Read The Ferrett every Monday... at StarCityGames.com!For many, Masters Edition is a chance to play with old cards that they can no longer afford. But for people like me, it’s a chance to go on about the tales of how I used to play that card back in my day, when I also wore an onion on my belt, as was the fashion at the time. So not only do I discuss the greatest Limited hits of Masters Edition, but I give you bizarre anecdotes of what it was like to play those cards back in the days before the Internet! Yes, you too can relive a past you never had!

For many, Masters Edition is a chance to play with old cards that they can no longer afford. But for people like me, it’s a chance to bore you with the tales of how I used to play that card back in my day, when I also wore an onion on my belt, as was the fashion at the time.

That’s right; Masters Edition is geezer-tastic. And I suspect the Internet will rapidly come alive with old, shambling Magic players shuffling out of their graves to tell you about the time that they beat a guy with forty Black Lotuses and twenty Fireballs using nothing more than an Angry Mob and a Paralyze.
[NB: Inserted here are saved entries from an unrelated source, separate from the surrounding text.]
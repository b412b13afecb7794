//! Signature hash computation for transaction signing.
//!
//! Computes the digest that is signed by ECDSA to authorize spending a
//! transaction input. Only the replay-protected (FORKID) digest is supported:
//! it is the BIP-143 layout, committing to the amount being spent.
//!
//! See <https://github.com/Bitcoin-ABC/bitcoin-abc/blob/master/doc/abc/replay-protected-sighash.md>

use std::fmt;

use xec_primitives::hash::sha256d;
use xec_primitives::util::{ByteWriter, VarInt};

use crate::transaction::Transaction;
use crate::TransactionError;

// -----------------------------------------------------------------------
// Sighash flag constants
// -----------------------------------------------------------------------

/// Sign all inputs and all outputs (the default).
pub const SIGHASH_ALL: u32 = 0x01;

/// Sign all inputs but no outputs, allowing outputs to be modified.
pub const SIGHASH_NONE: u32 = 0x02;

/// Sign all inputs and only the output with the same index as the signed input.
pub const SIGHASH_SINGLE: u32 = 0x03;

/// Combined with another flag: only sign the current input, allowing other
/// inputs to be added later.
pub const SIGHASH_ANYONECANPAY: u32 = 0x80;

/// Replay-protection flag required on every signature.
pub const SIGHASH_FORKID: u32 = 0x40;

/// The standard sighash type: ALL | FORKID.
pub const SIGHASH_ALL_FORKID: u32 = SIGHASH_ALL | SIGHASH_FORKID;

/// Mask applied to extract the base sighash type (ALL, NONE, SINGLE).
pub const SIGHASH_MASK: u32 = 0x1f;

// -----------------------------------------------------------------------
// SigHashType
// -----------------------------------------------------------------------

/// A sighash type as carried in signatures and PSBT records.
///
/// Wraps the raw 32-bit value. A raw value of zero means "unset", which is
/// how PSBT inputs without a sighash record are represented. `Default` is
/// `ALL | FORKID`.
#[derive(Clone, Copy, Debug, PartialEq, Eq, Hash, PartialOrd, Ord)]
pub struct SigHashType(u32);

impl SigHashType {
    /// `ALL | FORKID`.
    pub const ALL_FORKID: SigHashType = SigHashType(SIGHASH_ALL_FORKID);

    /// The unset marker (raw zero).
    pub const UNSET: SigHashType = SigHashType(0);

    /// Wrap a raw sighash value.
    pub const fn new(raw: u32) -> Self {
        SigHashType(raw)
    }

    /// The raw 32-bit value.
    pub const fn raw(self) -> u32 {
        self.0
    }

    /// The trailing byte appended to signatures.
    pub const fn to_byte(self) -> u8 {
        (self.0 & 0xff) as u8
    }

    /// Whether the value is the unset marker.
    pub const fn is_unset(self) -> bool {
        self.0 == 0
    }

    /// Base type (ALL, NONE or SINGLE) with flags masked off.
    pub const fn base_type(self) -> u32 {
        self.0 & SIGHASH_MASK
    }

    /// Whether the FORKID flag is present.
    pub const fn has_forkid(self) -> bool {
        self.0 & SIGHASH_FORKID != 0
    }

    /// Whether the ANYONECANPAY flag is present.
    pub const fn has_anyone_can_pay(self) -> bool {
        self.0 & SIGHASH_ANYONECANPAY != 0
    }

    /// Copy of this type with the FORKID flag set.
    pub const fn with_forkid(self) -> Self {
        SigHashType(self.0 | SIGHASH_FORKID)
    }

    /// Copy of this type with the ANYONECANPAY flag set.
    pub const fn with_anyone_can_pay(self) -> Self {
        SigHashType(self.0 | SIGHASH_ANYONECANPAY)
    }

    /// Whether the base type is one of ALL, NONE or SINGLE and no unknown
    /// flag bits are set in the low byte.
    pub fn is_defined(self) -> bool {
        let base = self.base_type();
        let flags = self.0 & !(SIGHASH_MASK | SIGHASH_FORKID | SIGHASH_ANYONECANPAY);
        (SIGHASH_ALL..=SIGHASH_SINGLE).contains(&base) && flags & 0xff == 0
    }
}

impl Default for SigHashType {
    fn default() -> Self {
        SigHashType::ALL_FORKID
    }
}

impl From<u32> for SigHashType {
    fn from(raw: u32) -> Self {
        SigHashType(raw)
    }
}

impl fmt::Display for SigHashType {
    /// Renders e.g. `ALL|FORKID` or `SINGLE|FORKID|ANYONECANPAY`; unknown
    /// values print as hex.
    fn fmt(&self, f: &mut fmt::Formatter<'_>) -> fmt::Result {
        if !self.is_defined() {
            return write!(f, "{:#x}", self.0);
        }
        let base = match self.base_type() {
            SIGHASH_ALL => "ALL",
            SIGHASH_NONE => "NONE",
            _ => "SINGLE",
        };
        f.write_str(base)?;
        if self.has_forkid() {
            f.write_str("|FORKID")?;
        }
        if self.has_anyone_can_pay() {
            f.write_str("|ANYONECANPAY")?;
        }
        Ok(())
    }
}

// -----------------------------------------------------------------------
// FORKID (BIP-143 layout) signature hash
// -----------------------------------------------------------------------

/// Compute the FORKID signature hash for a given input.
///
/// # Arguments
/// * `tx`           - The transaction being signed.
/// * `input_index`  - Index of the input being signed.
/// * `script_code`  - The script being satisfied (locking or redeem script).
/// * `sighash_type` - The sighash type; must carry FORKID.
/// * `satoshis`     - The satoshi value of the output being spent.
///
/// # Returns
/// A 32-byte double-SHA256 hash to be signed by ECDSA.
pub fn signature_hash(
    tx: &Transaction,
    input_index: usize,
    script_code: &[u8],
    sighash_type: SigHashType,
    satoshis: u64,
) -> Result<[u8; 32], TransactionError> {
    let preimage = calc_preimage(tx, input_index, script_code, sighash_type, satoshis)?;
    Ok(sha256d(&preimage))
}

/// Compute the pre-image bytes of the FORKID sighash before double-hashing.
///
/// The preimage consists of:
/// 1. nVersion (4 bytes LE)
/// 2. hashPrevouts (32 bytes) - sha256d of all outpoints unless ANYONECANPAY
/// 3. hashSequence (32 bytes) - sha256d of all sequences unless ANYONECANPAY/SINGLE/NONE
/// 4. outpoint (32+4 bytes) - txid + vout of the input being signed
/// 5. scriptCode (varint + script)
/// 6. value (8 bytes LE) - satoshis of the output being spent
/// 7. nSequence (4 bytes LE) - sequence of the input being signed
/// 8. hashOutputs (32 bytes) - sha256d of all outputs or one output
/// 9. nLocktime (4 bytes LE)
/// 10. sighashType (4 bytes LE)
///
/// # Returns
/// The raw preimage bytes, `InvalidTransaction` for an out-of-range input,
/// or `UnsupportedSighash` when FORKID is missing.
pub fn calc_preimage(
    tx: &Transaction,
    input_index: usize,
    script_code: &[u8],
    sighash_type: SigHashType,
    satoshis: u64,
) -> Result<Vec<u8>, TransactionError> {
    let input = tx.inputs.get(input_index).ok_or_else(|| {
        TransactionError::InvalidTransaction(format!(
            "input index {} out of range (tx has {} inputs)",
            input_index,
            tx.inputs.len()
        ))
    })?;
    if !sighash_type.has_forkid() {
        return Err(TransactionError::UnsupportedSighash(sighash_type.raw()));
    }

    let base_type = sighash_type.base_type();
    let anyone_can_pay = sighash_type.has_anyone_can_pay();

    let hash_prevouts = if !anyone_can_pay {
        source_out_hash(tx)
    } else {
        [0u8; 32]
    };

    let hash_sequence =
        if !anyone_can_pay && base_type != SIGHASH_SINGLE && base_type != SIGHASH_NONE {
            sequence_hash(tx)
        } else {
            [0u8; 32]
        };

    let hash_outputs = if base_type != SIGHASH_SINGLE && base_type != SIGHASH_NONE {
        outputs_hash(tx, None)
    } else if base_type == SIGHASH_SINGLE && input_index < tx.outputs.len() {
        outputs_hash(tx, Some(input_index))
    } else {
        [0u8; 32]
    };

    let mut writer = ByteWriter::with_capacity(156 + script_code.len());
    writer.write_u32_le(tx.version);
    writer.write_bytes(&hash_prevouts);
    writer.write_bytes(&hash_sequence);
    writer.write_bytes(&input.source_txid);
    writer.write_u32_le(input.source_tx_out_index);
    writer.write_varint(VarInt::from(script_code.len()));
    writer.write_bytes(script_code);
    writer.write_u64_le(satoshis);
    writer.write_u32_le(input.sequence_number);
    writer.write_bytes(&hash_outputs);
    writer.write_u32_le(tx.lock_time);
    writer.write_u32_le(sighash_type.raw());

    Ok(writer.into_bytes())
}

// -----------------------------------------------------------------------
// Internal helper functions
// -----------------------------------------------------------------------

/// Double-SHA256 of all input outpoints (txid + vout) concatenated.
fn source_out_hash(tx: &Transaction) -> [u8; 32] {
    let mut writer = ByteWriter::with_capacity(tx.inputs.len() * 36);
    for input in &tx.inputs {
        writer.write_bytes(&input.source_txid);
        writer.write_u32_le(input.source_tx_out_index);
    }
    sha256d(writer.as_bytes())
}

/// Double-SHA256 of all input sequence numbers concatenated.
fn sequence_hash(tx: &Transaction) -> [u8; 32] {
    let mut writer = ByteWriter::with_capacity(tx.inputs.len() * 4);
    for input in &tx.inputs {
        writer.write_u32_le(input.sequence_number);
    }
    sha256d(writer.as_bytes())
}

/// Double-SHA256 of the serialized outputs, or only of output `single`.
fn outputs_hash(tx: &Transaction, single: Option<usize>) -> [u8; 32] {
    let mut writer = ByteWriter::new();
    match single {
        Some(index) => tx.outputs[index].write_to(&mut writer),
        None => {
            for output in &tx.outputs {
                output.write_to(&mut writer);
            }
        }
    }
    sha256d(writer.as_bytes())
}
I, of course, am no different. I cracked the decks for the Release Party, and I’ll not only tell you what I think is good in Limited, but I too will bore you with tales of cards I used to love!

Here’s what I got:


White
Solid Playables: Aven Cloudchaser, Death Ward, Exile, Moat, Wild Griffin

Holy crap, I got a Moat? I could never ever find a Moat on sale for anything approaching a reasonable price back in the days of the Dark —

See, you kids don’t understand. When Magic first came out, it was so incredibly hot that you couldn’t find the cards. It’s hard to imagine these days, since you walk into stores and they have piles of Coldsnap packs stacked to the ceiling. But when I first started Magic, this was the most common conversation you’d have with your card dealer:

“So. The truck come in yet?”

“Yup. And two kids bought all of the sixteen packs we got and then ran away giggling.”

“Okay. I’ll check back in an hour.”

Seriously. I’d say that when I began playing, I had about a 30% hit ratio of finding cards for sale. Thank God there was a card store across from where I worked, and every day I walked over to see what they had — and if I hit paydirt, then by God I’d buy everything I could afford, and then run back to the store to tell my Magic-playing friends, “HOLY CRAP! THEY HAVE STARTER DECKS! GET THEM NOW!”
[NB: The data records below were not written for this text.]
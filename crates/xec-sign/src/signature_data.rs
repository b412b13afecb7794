//! Accumulated signing state for one input.

use std::collections::BTreeMap;

use xec_primitives::ec::PublicKey;
use xec_primitives::KeyId;
use xec_script::Script;

use crate::KeyOriginInfo;

/// A public key together with a signature made by it. The signature bytes
/// include the trailing sighash byte.
pub type SigPair = (PublicKey, Vec<u8>);

/// Everything known so far about satisfying one locking script.
///
/// Once `complete` is set, `script_sig` fully satisfies the locking script
/// and merging never changes it again.
#[derive(Clone, Debug, Default, PartialEq, Eq)]
pub struct SignatureData {
    /// Whether `script_sig` fully satisfies the locking script.
    pub complete: bool,
    /// The unlocking script assembled so far.
    pub script_sig: Script,
    /// Redeem script for P2SH outputs, empty if unknown.
    pub redeem_script: Script,
    /// Signatures collected so far, by signing key id.
    pub signatures: BTreeMap<KeyId, SigPair>,
    /// Public keys (and their origins) met while signing, by key id.
    pub misc_pubkeys: BTreeMap<KeyId, (PublicKey, KeyOriginInfo)>,
}

impl SignatureData {
    /// Create an empty, incomplete signature data.
    pub fn new() -> Self {
        Self::default()
    }

    /// Fold `other` into `self`.
    ///
    /// A complete `self` is left alone; a complete `other` replaces `self`.
    /// Otherwise signatures and public keys are unioned (entries already in
    /// `self` win) and empty scripts are filled from `other`.
    pub fn merge(&mut self, other: SignatureData) {
        if self.complete {
            return;
        }
        if other.complete {
            *self = other;
            return;
        }
        if self.redeem_script.is_empty() && !other.redeem_script.is_empty() {
            self.redeem_script = other.redeem_script;
        }
        if self.script_sig.is_empty() && !other.script_sig.is_empty() {
            self.script_sig = other.script_sig;
        }
        for (key_id, pair) in other.signatures {
            self.signatures.entry(key_id).or_insert(pair);
        }
        for (key_id, entry) in other.misc_pubkeys {
            self.misc_pubkeys.entry(key_id).or_insert(entry);
        }
    }

    /// Pure variant of [`merge`](Self::merge).
    pub fn merged(a: &SignatureData, b: &SignatureData) -> SignatureData {
        let mut out = a.clone();
        out.merge(b.clone());
        out
    }
}

#[cfg(test)]
mod tests {
    use super::*;
    use xec_primitives::ec::PrivateKey;

    fn pair(byte: u8) -> (KeyId, SigPair) {
        let pub_key = PrivateKey::from_bytes(&[byte; 32]).unwrap().pub_key();
        (pub_key.key_id(), (pub_key, vec![byte, 0x41]))
    }

    #[test]
    fn test_merge_unions_partial_data() {
        let (id1, p1) = pair(1);
        let (id2, p2) = pair(2);
        let mut a = SignatureData::new();
        a.signatures.insert(id1, p1.clone());
        let mut b = SignatureData::new();
        b.signatures.insert(id2, p2.clone());
        b.redeem_script = Script::from_bytes(&[0x51]);

        let merged = SignatureData::merged(&a, &b);
        assert_eq!(merged.signatures.len(), 2);
        assert_eq!(merged.redeem_script, b.redeem_script);
        assert!(!merged.complete);
        assert_eq!(merged, SignatureData::merged(&b, &a));
    }

    #[test]
    fn test_merge_existing_entries_win() {
        let (id1, p1) = pair(1);
        let mut a = SignatureData::new();
        a.signatures.insert(id1, p1.clone());
        a.redeem_script = Script::from_bytes(&[0x52]);
        let mut b = SignatureData::new();
        b.signatures.insert(id1, (p1.0.clone(), vec![0xff]));
        b.redeem_script = Script::from_bytes(&[0x53]);

        a.merge(b);
        assert_eq!(a.signatures[&id1].1, p1.1);
        assert_eq!(a.redeem_script.to_bytes(), &[0x52]);
    }

    #[test]
    fn test_merge_complete_rules() {
        let (id1, p1) = pair(1);
        let mut complete = SignatureData::new();
        complete.complete = true;
        complete.script_sig = Script::from_bytes(&[0x51]);

        let mut partial = SignatureData::new();
        partial.signatures.insert(id1, p1);

        // A complete side replaces an incomplete one.
        assert_eq!(SignatureData::merged(&partial, &complete), complete);
        // A complete self never changes.
        assert_eq!(SignatureData::merged(&complete, &partial), complete);
    }

    #[test]
    fn test_merge_is_idempotent() {
        let (id1, p1) = pair(1);
        let mut a = SignatureData::new();
        a.signatures.insert(id1, p1);
        assert_eq!(SignatureData::merged(&a, &a), a);
    }
}
#![deny(missing_docs)]

//! XEC SDK - Complete SDK.
//!
//! Re-exports all XEC SDK components for convenient single-crate usage.

pub use xec_primitives as primitives;
pub use xec_script as script;
pub use xec_transaction as transaction;
pub use xec_sign as sign;
pub use xec_psbt as psbt;

pub use xec_psbt::{PartiallySignedTransaction, PsbtError};
pub use xec_sign::{FlatSigningProvider, SignatureData, SigningProvider};
//! Classification of locking scripts into standard templates.
//!
//! `solve` recognises the script shapes the signer knows how to satisfy and
//! extracts their parameters (keys, key hashes, script hashes, thresholds).

use std::fmt;

use xec_primitives::{KeyId, ScriptId};

use crate::chunk::ScriptOps;
use crate::opcodes::*;
use crate::Script;

/// Standard template of a locking script, with its extracted parameters.
#[derive(Clone, Debug, PartialEq, Eq)]
pub enum ScriptTemplate {
    /// Anything not otherwise recognised.
    NonStandard,
    /// `OP_RETURN` followed only by pushes. Never spendable.
    NullData,
    /// `<pubkey> OP_CHECKSIG`.
    PubKey(Vec<u8>),
    /// `OP_DUP OP_HASH160 <key id> OP_EQUALVERIFY OP_CHECKSIG`.
    PubKeyHash(KeyId),
    /// `OP_HASH160 <script id> OP_EQUAL`.
    ScriptHash(ScriptId),
    /// `OP_m <pubkey>... OP_n OP_CHECKMULTISIG`.
    Multisig {
        /// Number of signatures needed.
        required: usize,
        /// Public keys in script order.
        pub_keys: Vec<Vec<u8>>,
    },
}

impl ScriptTemplate {
    /// Short lowercase name of the template.
    pub fn name(&self) -> &'static str {
        match self {
            ScriptTemplate::NonStandard => "nonstandard",
            ScriptTemplate::NullData => "nulldata",
            ScriptTemplate::PubKey(_) => "pubkey",
            ScriptTemplate::PubKeyHash(_) => "pubkeyhash",
            ScriptTemplate::ScriptHash(_) => "scripthash",
            ScriptTemplate::Multisig { .. } => "multisig",
        }
    }
}

impl fmt::Display for ScriptTemplate {
    fn fmt(&self, f: &mut fmt::Formatter<'_>) -> fmt::Result {
        f.write_str(self.name())
    }
}

/// Whether `key` has the length implied by its SEC1 header byte.
///
/// 33 bytes for `02`/`03`, 65 bytes for `04`/`06`/`07`. The point itself
/// is not validated.
pub fn is_valid_pubkey_size(key: &[u8]) -> bool {
    match key.first() {
        Some(0x02) | Some(0x03) => key.len() == 33,
        Some(0x04) | Some(0x06) | Some(0x07) => key.len() == 65,
        _ => false,
    }
}

/// Classify a locking script.
///
/// # Arguments
/// * `script` - The locking script to inspect.
///
/// # Returns
/// The matching `ScriptTemplate`, or `NonStandard`.
pub fn solve(script: &Script) -> ScriptTemplate {
    let bytes = script.to_bytes();

    if script.is_p2sh() {
        let mut id = [0u8; 20];
        id.copy_from_slice(&bytes[2..22]);
        return ScriptTemplate::ScriptHash(ScriptId::new(id));
    }

    if bytes.first() == Some(&OP_RETURN) && Script::from_bytes(&bytes[1..]).is_push_only() {
        return ScriptTemplate::NullData;
    }

    if let Some(key) = match_pay_to_pubkey(bytes) {
        return ScriptTemplate::PubKey(key.to_vec());
    }

    if script.is_p2pkh() {
        let mut id = [0u8; 20];
        id.copy_from_slice(&bytes[3..23]);
        return ScriptTemplate::PubKeyHash(KeyId::new(id));
    }

    if let Some((required, pub_keys)) = match_multisig(bytes) {
        return ScriptTemplate::Multisig { required, pub_keys };
    }

    ScriptTemplate::NonStandard
}

fn match_pay_to_pubkey(bytes: &[u8]) -> Option<&[u8]> {
    let (&last, body) = bytes.split_last()?;
    let (&len, key) = body.split_first()?;
    if last != OP_CHECKSIG || len as usize != key.len() || !is_valid_pubkey_size(key) {
        return None;
    }
    Some(key)
}

fn match_multisig(bytes: &[u8]) -> Option<(usize, Vec<Vec<u8>>)> {
    if bytes.last() != Some(&OP_CHECKMULTISIG) {
        return None;
    }
    let body = &bytes[..bytes.len() - 1];
    let mut ops = ScriptOps::new(body);

    let first = ops.next()?.ok()?;
    let required = match first.op {
        OP_1..=OP_16 => decode_op_n(first.op)? as usize,
        _ => return None,
    };

    let mut pub_keys = Vec::new();
    let count_op = loop {
        let chunk = ops.next()?.ok()?;
        match chunk.data {
            Some(data) if is_valid_pubkey_size(&data) => pub_keys.push(data),
            Some(_) => return None,
            None => break chunk.op,
        }
    };
    let count = match count_op {
        OP_1..=OP_16 => decode_op_n(count_op)? as usize,
        _ => return None,
    };

    if ops.next().is_some() || pub_keys.len() != count || count < required {
        return None;
    }
    Some((required, pub_keys))
}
And — I am not making this up — they would immediately take their fifteen-minute break to run over and get the cards, only to find that they were usually gone.

Wanna know how hot Magic cards really were? I knew not one, but several people who had good Red decks but they didn’t have enough Mountains to play them.
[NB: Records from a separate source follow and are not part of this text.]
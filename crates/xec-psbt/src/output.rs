//! Per-output PSBT map.

use std::collections::BTreeMap;

use xec_primitives::ec::PublicKey;
use xec_primitives::util::{ByteReader, ByteWriter};
use xec_script::Script;
use xec_sign::{KeyOriginInfo, SignatureData};

use crate::raw::{expect_type_only, write_keypaths, write_record, write_separator, write_unknown, MapReader};
use crate::{DecodeConfig, PsbtError};

/// The P2SH redeem script of the output.
pub const PSBT_OUT_REDEEMSCRIPT: u8 = 0x00;
/// BIP32 derivation of a public key involved in the output.
pub const PSBT_OUT_BIP32_DERIVATION: u8 = 0x02;

/// Metadata describing one transaction output, typically so a signer can
/// recognize its own change.
#[derive(Clone, Debug, Default, PartialEq, Eq)]
pub struct PsbtOutput {
    pub redeem_script: Script,
    pub hd_keypaths: BTreeMap<PublicKey, KeyOriginInfo>,
    pub unknown: BTreeMap<Vec<u8>, Vec<u8>>,
}

impl PsbtOutput {
    /// Create an empty output map.
    pub fn new() -> Self {
        Self::default()
    }

    pub fn is_null(&self) -> bool {
        self.redeem_script.is_empty() && self.hd_keypaths.is_empty() && self.unknown.is_empty()
    }

    /// Load the redeem script and key origins into `sigdata`.
    pub fn fill_signature_data(&self, sigdata: &mut SignatureData) {
        if !self.redeem_script.is_empty() {
            sigdata.redeem_script = self.redeem_script.clone();
        }
        for (pub_key, origin) in &self.hd_keypaths {
            sigdata
                .misc_pubkeys
                .entry(pub_key.key_id())
                .or_insert_with(|| (pub_key.clone(), origin.clone()));
        }
    }

    /// Take the redeem script and key origins the pipeline discovered.
    pub fn from_signature_data(&mut self, sigdata: &SignatureData) {
        if self.redeem_script.is_empty() && !sigdata.redeem_script.is_empty() {
            self.redeem_script = sigdata.redeem_script.clone();
        }
        for (pub_key, origin) in sigdata.misc_pubkeys.values() {
            self.hd_keypaths
                .entry(pub_key.clone())
                .or_insert_with(|| origin.clone());
        }
    }

    /// Union `other` into this output. Existing entries win.
    pub fn merge(&mut self, other: &PsbtOutput) {
        for (pub_key, origin) in &other.hd_keypaths {
            self.hd_keypaths
                .entry(pub_key.clone())
                .or_insert_with(|| origin.clone());
        }
        for (key, value) in &other.unknown {
            self.unknown.entry(key.clone()).or_insert_with(|| value.clone());
        }
        if self.redeem_script.is_empty() && !other.redeem_script.is_empty() {
            self.redeem_script = other.redeem_script.clone();
        }
    }

    /// Whether the recorded redeem script is at least decodable.
    pub fn is_sane(&self) -> bool {
        self.redeem_script.chunks().is_ok()
    }

    pub(crate) fn read_from(
        reader: &mut ByteReader,
        config: &DecodeConfig,
    ) -> Result<Self, PsbtError> {
        let mut output = PsbtOutput::new();
        let mut map = MapReader::new(config);

        while let Some(key) = map.next_key(reader)? {
            match key[0] {
                PSBT_OUT_REDEEMSCRIPT => {
                    expect_type_only(key)?;
                    output.redeem_script = Script::from_bytes(map.read_value(reader)?);
                }
                PSBT_OUT_BIP32_DERIVATION => {
                    map.read_keypath(reader, key, &mut output.hd_keypaths)?;
                }
                _ => {
                    let value = map.read_value(reader)?;
                    output.unknown.insert(key.to_vec(), value.to_vec());
                }
            }
        }
        Ok(output)
    }

    pub(crate) fn write_to(&self, writer: &mut ByteWriter) {
        if !self.redeem_script.is_empty() {
            write_record(writer, &[PSBT_OUT_REDEEMSCRIPT], self.redeem_script.to_bytes());
        }
        write_keypaths(writer, PSBT_OUT_BIP32_DERIVATION, &self.hd_keypaths);
        write_unknown(writer, &self.unknown);
        write_separator(writer);
    }
}

#[cfg(test)]
mod tests {
    use super::*;
    use xec_primitives::ec::PrivateKey;

    fn sample() -> PsbtOutput {
        let key = PrivateKey::from_bytes(&[5; 32]).unwrap().pub_key();
        let mut output = PsbtOutput::new();
        output.redeem_script = Script::p2pkh(&key.key_id());
        output.hd_keypaths.insert(key, KeyOriginInfo::new([9, 9, 9, 9], vec![0x8000_002c, 1]));
        output.unknown.insert(vec![0xf0], vec![]);
        output
    }

    #[test]
    fn test_encode_decode() {
        let output = sample();
        let mut writer = ByteWriter::new();
        output.write_to(&mut writer);
        let bytes = writer.into_bytes();
        assert_eq!(&bytes[..3], &[0x01, PSBT_OUT_REDEEMSCRIPT, 25]);

        let mut reader = ByteReader::new(&bytes);
        let decoded = PsbtOutput::read_from(&mut reader, &DecodeConfig::default()).unwrap();
        assert!(reader.is_empty());
        assert_eq!(decoded, output);
        assert!(!decoded.is_null());
        assert!(PsbtOutput::new().is_null());
    }

    #[test]
    fn test_duplicate_keypath_rejected() {
        let output = sample();
        let mut writer = ByteWriter::new();
        write_keypaths(&mut writer, PSBT_OUT_BIP32_DERIVATION, &output.hd_keypaths);
        write_keypaths(&mut writer, PSBT_OUT_BIP32_DERIVATION, &output.hd_keypaths);
        write_separator(&mut writer);
        let bytes = writer.into_bytes();
        let mut reader = ByteReader::new(&bytes);
        assert!(matches!(
            PsbtOutput::read_from(&mut reader, &DecodeConfig::default()),
            Err(PsbtError::DuplicateKey(_))
        ));
    }

    #[test]
    fn test_signature_data_and_merge() {
        let output = sample();
        let mut sigdata = SignatureData::new();
        output.fill_signature_data(&mut sigdata);
        assert_eq!(sigdata.redeem_script, output.redeem_script);

        let mut fresh = PsbtOutput::new();
        fresh.from_signature_data(&sigdata);
        assert_eq!(fresh.redeem_script, output.redeem_script);
        assert_eq!(fresh.hd_keypaths, output.hd_keypaths);

        let mut merged = PsbtOutput::new();
        merged.merge(&output);
        merged.merge(&output);
        assert_eq!(merged, output);
    }
}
Back in my day, we couldn’t even find enough land!

So even though Moat was a card that I should have been able to buy, I never found one. Whenever I saw them, they went for the exorbitant price of $5.00 in a singles case (and that was in 1994 dollars, which adjusted for inflation would be approximately $10,000 now), and who the hell would pay $5.00 for a Magic card? That’s crazy talk. I mean, sure, you’d trade one of those crappy Sol Rings to get a real card like Frankenstein’s Monster, but a Moat?

No, I kept hunting. And never found one.

Now I own one… And it’s too bad I probably can’t play it.

The White we have here — see? I told you I’d get to strategy eventually — is weak overall, with some standout cards. Obviously, Moat shuts down a lot of strategies. Death Ward is a surprisingly effective combat trick, though slightly lowered in quality thanks to the array of old-school “destroy” effects lurking about, the most common of which is Incinerate. And Exile, well, there’s nothing better than watching someone put a Bestial Furied Dragon Engine’s trigger on the stack and pumping it to ten before Exiling it.

Still no Swords to Plowshares, though. That thing’s all over our multiplayer games, and lemme tell you — it’s worth spending $15.00 to get a set of them for casual games. No, really.

Holy Light was a staple way of killing The Elf Deck back in the day (yes, they had Elf Decks even then), but it’s not quite as good if you’re not heavily in White. And considering the creatures here are all tiny and not particularly combat-worthy, I’ll pass.

Dust to Dust can be nice. But you want real power? Check out Ashes to Ashes. That made Dust to Dust into Ashes to Ashes’ uglier sister.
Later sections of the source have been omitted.